(EXERCISE DATA)

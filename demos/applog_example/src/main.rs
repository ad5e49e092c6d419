use async_trait::async_trait;
use pingora::server::Server;
use pingora_applog::{
    App, AppLog, BufferedLogClient, Handler, JsonLogClient, LogContext, Request, Response,
    Router, log_debug, log_info, log_warning,
};
use std::sync::Arc;
use tracing_subscriber::EnvFilter;

struct HomeHandler;

#[async_trait]
impl Handler for HomeHandler {
    async fn handle(&self, req: Request) -> Response {
        log_info!(req, "hello! {}", req.path());
        Response::text(200, "ok")
    }
}

/// Echoes the trace name entries of this request are filed under.
struct TraceHandler;

#[async_trait]
impl Handler for TraceHandler {
    async fn handle(&self, req: Request) -> Response {
        let trace = req.request_log().and_then(|log| log.trace());
        if trace.is_none() {
            log_warning!(req, "request without X-Cloud-Trace-Context");
        }
        Response::json(200, serde_json::json!({ "trace": trace }))
    }
}

fn main() {
    // Diagnostics go to stderr; application entries go to stdout as JSON lines
    tracing_subscriber::fmt()
        .with_writer(std::io::stderr)
        .with_env_filter(EnvFilter::try_from_default_env().unwrap_or_else(|_| "info".into()))
        .init();

    let mut router = Router::new();
    router.get("/", Arc::new(HomeHandler));
    router.get("/trace", Arc::new(TraceHandler));
    router.get_fn("/items/{id}", |req| {
        let id = req.param("id").unwrap_or_default().to_string();
        log_debug!(req, "looking up item {}", id);
        Response::text(200, format!("item {id}"))
    });

    let applog = match open_applog() {
        Ok(applog) => applog,
        Err(e) => {
            tracing::error!(error = %e, "request logging unavailable");
            std::process::exit(1);
        }
    };

    let mut app = App::new(router);
    app.use_middleware(applog);

    let port = std::env::var("PORT").unwrap_or_else(|_| "8080".to_string());
    let addr = format!("0.0.0.0:{port}");
    tracing::info!(addr = addr.as_str(), "starting applog example");

    if let Err(e) = run_server(app, &addr) {
        tracing::error!(error = %e, "server error");
    }
}

fn open_applog() -> Result<AppLog, Box<dyn std::error::Error>> {
    // Stream setup is the only async step; run it before Pingora takes over.
    // The buffered stream drains on its own thread, so this runtime can go.
    let rt = tokio::runtime::Builder::new_current_thread()
        .enable_all()
        .build()?;
    let client = BufferedLogClient::new(JsonLogClient::stdout());
    Ok(rt.block_on(AppLog::open("app_log", &client))?)
}

fn run_server(app: App, addr: &str) -> std::io::Result<()> {
    let mut server = Server::new(None).map_err(|e| std::io::Error::other(e.to_string()))?;
    server.bootstrap();

    let mut service = app.to_service("applog example");
    service.add_tcp(addr);
    server.add_service(service);

    server.run_forever()
}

(End EXERCISE DATA)

EXERCISE BRIEF: What is the number of lines in the listing above that contain the string "addr"? Give only the number.

RESPONSE TO THIS EXERCISE: 5